Stored data entries
+++++

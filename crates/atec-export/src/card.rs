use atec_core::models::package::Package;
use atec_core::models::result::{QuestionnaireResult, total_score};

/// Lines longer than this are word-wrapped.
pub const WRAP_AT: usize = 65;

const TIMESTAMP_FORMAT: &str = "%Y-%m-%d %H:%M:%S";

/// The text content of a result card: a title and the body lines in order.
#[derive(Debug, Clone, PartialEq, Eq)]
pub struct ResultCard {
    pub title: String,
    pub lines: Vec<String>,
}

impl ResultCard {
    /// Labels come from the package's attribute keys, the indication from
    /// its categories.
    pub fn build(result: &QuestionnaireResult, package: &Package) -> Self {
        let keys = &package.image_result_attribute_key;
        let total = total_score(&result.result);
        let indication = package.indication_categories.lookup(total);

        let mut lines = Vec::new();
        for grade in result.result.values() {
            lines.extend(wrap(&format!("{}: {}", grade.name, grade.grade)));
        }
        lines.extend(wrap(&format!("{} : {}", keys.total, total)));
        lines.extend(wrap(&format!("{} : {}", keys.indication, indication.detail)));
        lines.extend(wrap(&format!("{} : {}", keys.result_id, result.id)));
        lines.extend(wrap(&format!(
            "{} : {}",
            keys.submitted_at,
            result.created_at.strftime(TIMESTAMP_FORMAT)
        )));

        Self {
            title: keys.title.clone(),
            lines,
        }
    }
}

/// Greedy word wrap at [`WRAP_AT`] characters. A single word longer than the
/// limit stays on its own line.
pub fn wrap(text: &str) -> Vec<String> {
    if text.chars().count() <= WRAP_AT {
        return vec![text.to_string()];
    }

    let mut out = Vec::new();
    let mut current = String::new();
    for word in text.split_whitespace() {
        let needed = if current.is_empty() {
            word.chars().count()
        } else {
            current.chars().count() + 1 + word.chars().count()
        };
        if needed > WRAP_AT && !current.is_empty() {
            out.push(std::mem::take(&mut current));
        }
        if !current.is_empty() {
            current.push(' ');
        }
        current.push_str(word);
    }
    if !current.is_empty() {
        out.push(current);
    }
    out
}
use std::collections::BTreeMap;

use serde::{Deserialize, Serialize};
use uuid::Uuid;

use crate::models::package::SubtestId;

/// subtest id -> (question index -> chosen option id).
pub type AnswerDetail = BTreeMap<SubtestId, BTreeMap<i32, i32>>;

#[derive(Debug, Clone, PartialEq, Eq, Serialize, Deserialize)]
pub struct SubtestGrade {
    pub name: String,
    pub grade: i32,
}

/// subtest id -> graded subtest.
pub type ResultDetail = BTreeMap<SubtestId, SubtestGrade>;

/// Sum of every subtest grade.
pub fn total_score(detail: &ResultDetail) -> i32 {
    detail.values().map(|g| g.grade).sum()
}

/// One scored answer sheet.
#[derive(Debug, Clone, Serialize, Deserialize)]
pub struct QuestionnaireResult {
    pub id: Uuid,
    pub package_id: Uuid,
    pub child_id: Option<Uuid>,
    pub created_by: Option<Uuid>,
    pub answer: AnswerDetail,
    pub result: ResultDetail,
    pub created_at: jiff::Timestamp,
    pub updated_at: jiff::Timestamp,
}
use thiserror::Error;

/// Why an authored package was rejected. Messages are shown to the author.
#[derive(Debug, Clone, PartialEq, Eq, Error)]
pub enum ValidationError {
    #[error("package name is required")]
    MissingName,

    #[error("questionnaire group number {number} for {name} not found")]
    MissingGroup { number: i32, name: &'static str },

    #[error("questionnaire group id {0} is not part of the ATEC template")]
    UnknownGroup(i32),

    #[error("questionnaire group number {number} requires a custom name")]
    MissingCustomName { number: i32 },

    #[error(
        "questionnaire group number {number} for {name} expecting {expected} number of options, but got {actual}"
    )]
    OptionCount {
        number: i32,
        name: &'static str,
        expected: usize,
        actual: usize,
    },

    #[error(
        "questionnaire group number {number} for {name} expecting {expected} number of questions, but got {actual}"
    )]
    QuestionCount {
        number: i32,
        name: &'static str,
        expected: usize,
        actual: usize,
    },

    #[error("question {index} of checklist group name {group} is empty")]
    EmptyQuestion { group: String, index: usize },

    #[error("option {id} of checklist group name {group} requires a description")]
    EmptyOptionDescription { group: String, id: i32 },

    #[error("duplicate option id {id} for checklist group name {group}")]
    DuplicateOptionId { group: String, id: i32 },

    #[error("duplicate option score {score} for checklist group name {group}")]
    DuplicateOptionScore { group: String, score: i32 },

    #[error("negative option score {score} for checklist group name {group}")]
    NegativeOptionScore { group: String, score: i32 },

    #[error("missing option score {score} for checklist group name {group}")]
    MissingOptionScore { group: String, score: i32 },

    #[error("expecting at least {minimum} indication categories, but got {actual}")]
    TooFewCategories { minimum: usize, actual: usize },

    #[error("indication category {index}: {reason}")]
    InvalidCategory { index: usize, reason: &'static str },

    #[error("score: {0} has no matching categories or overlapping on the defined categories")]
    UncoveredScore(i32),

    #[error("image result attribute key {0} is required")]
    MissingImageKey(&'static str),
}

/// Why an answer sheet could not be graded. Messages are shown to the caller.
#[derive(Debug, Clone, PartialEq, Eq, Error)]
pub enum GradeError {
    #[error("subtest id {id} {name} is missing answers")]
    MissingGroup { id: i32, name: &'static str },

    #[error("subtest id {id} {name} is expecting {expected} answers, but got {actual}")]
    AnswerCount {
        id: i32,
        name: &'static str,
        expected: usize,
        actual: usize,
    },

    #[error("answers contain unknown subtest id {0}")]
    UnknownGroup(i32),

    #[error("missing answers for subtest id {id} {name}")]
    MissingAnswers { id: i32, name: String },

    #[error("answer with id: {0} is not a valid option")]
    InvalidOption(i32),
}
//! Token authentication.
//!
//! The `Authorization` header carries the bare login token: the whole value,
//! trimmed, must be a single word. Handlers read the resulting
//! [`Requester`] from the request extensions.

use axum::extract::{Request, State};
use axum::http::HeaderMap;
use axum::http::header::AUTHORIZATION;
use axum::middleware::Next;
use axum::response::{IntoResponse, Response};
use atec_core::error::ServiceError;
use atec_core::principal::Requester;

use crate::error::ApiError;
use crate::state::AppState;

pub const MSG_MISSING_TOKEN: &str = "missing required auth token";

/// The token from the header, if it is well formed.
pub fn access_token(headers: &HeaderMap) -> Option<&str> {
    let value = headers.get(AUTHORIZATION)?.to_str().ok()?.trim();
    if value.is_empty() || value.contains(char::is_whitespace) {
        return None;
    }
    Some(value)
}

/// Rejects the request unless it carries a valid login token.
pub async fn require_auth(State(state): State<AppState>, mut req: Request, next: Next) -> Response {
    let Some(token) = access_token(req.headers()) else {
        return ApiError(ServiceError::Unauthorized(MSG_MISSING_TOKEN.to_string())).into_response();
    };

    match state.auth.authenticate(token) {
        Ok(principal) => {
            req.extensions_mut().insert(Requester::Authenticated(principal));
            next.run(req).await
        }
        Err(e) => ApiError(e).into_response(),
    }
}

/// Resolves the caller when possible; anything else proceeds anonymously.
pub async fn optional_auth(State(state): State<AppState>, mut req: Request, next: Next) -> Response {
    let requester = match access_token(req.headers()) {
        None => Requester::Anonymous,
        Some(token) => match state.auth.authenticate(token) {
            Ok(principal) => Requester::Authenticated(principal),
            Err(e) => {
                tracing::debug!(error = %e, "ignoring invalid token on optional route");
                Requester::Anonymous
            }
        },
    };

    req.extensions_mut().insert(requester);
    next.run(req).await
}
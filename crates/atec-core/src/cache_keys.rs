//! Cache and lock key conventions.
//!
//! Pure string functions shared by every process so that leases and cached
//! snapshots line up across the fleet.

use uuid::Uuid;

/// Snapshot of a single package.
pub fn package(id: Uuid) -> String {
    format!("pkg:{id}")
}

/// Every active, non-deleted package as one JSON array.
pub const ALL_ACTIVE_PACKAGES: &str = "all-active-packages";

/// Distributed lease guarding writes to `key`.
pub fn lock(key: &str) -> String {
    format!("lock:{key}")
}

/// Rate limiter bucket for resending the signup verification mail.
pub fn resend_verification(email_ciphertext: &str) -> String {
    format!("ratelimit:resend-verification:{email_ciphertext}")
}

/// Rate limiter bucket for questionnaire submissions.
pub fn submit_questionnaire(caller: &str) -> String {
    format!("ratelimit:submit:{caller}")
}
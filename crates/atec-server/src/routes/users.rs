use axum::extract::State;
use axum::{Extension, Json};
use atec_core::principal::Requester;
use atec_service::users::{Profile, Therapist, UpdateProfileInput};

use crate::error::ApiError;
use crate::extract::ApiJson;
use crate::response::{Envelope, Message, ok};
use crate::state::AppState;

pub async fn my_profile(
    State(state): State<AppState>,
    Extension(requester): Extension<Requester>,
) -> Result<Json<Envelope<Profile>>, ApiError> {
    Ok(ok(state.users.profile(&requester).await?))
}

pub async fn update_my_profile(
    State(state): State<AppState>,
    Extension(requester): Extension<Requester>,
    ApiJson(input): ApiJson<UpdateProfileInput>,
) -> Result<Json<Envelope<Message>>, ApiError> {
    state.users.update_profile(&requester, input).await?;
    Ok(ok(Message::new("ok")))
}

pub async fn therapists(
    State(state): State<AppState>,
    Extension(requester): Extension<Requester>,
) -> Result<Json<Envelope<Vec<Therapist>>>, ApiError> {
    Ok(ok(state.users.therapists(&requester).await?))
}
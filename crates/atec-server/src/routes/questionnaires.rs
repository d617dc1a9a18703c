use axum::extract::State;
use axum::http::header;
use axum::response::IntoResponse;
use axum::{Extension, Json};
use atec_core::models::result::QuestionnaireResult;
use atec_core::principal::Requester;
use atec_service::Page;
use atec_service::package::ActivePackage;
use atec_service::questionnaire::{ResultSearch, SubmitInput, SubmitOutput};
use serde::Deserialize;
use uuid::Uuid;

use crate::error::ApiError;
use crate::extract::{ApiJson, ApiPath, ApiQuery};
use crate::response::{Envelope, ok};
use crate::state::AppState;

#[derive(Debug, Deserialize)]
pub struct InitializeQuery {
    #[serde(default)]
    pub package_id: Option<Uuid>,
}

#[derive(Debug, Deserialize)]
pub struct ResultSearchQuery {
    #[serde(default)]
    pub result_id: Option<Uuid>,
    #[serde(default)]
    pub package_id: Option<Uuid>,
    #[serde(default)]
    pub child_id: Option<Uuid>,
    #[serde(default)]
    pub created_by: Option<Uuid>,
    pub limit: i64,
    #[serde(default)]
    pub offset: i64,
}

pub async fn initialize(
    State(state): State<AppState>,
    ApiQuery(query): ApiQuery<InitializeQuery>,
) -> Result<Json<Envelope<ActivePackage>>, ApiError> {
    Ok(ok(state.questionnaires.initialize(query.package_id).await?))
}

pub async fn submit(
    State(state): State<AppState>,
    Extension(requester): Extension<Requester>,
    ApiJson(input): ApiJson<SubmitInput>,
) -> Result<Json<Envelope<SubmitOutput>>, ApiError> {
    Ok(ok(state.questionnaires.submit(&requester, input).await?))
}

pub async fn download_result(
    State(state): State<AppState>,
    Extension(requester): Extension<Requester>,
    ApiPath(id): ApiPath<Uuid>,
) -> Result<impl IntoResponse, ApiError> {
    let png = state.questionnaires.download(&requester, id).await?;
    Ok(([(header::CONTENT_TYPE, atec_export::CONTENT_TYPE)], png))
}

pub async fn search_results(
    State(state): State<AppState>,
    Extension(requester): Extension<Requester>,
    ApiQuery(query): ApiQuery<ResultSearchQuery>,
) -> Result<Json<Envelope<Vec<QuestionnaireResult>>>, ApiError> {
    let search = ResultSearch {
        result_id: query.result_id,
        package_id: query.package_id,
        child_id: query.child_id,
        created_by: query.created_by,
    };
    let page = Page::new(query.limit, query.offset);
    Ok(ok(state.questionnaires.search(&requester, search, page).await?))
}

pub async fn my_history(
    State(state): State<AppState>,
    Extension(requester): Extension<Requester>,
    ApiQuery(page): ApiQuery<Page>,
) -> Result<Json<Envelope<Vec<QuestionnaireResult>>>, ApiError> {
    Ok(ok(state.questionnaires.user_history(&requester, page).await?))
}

+++++

Please find each line in the records above that holds the word "current", and copy it.

    let mut current = String::new();
        let needed = if current.is_empty() {
            current.chars().count() + 1 + word.chars().count()
        if needed > WRAP_AT && !current.is_empty() {
            out.push(std::mem::take(&mut current));
        if !current.is_empty() {
            current.push(' ');
        current.push_str(word);
    if !current.is_empty() {
        out.push(current);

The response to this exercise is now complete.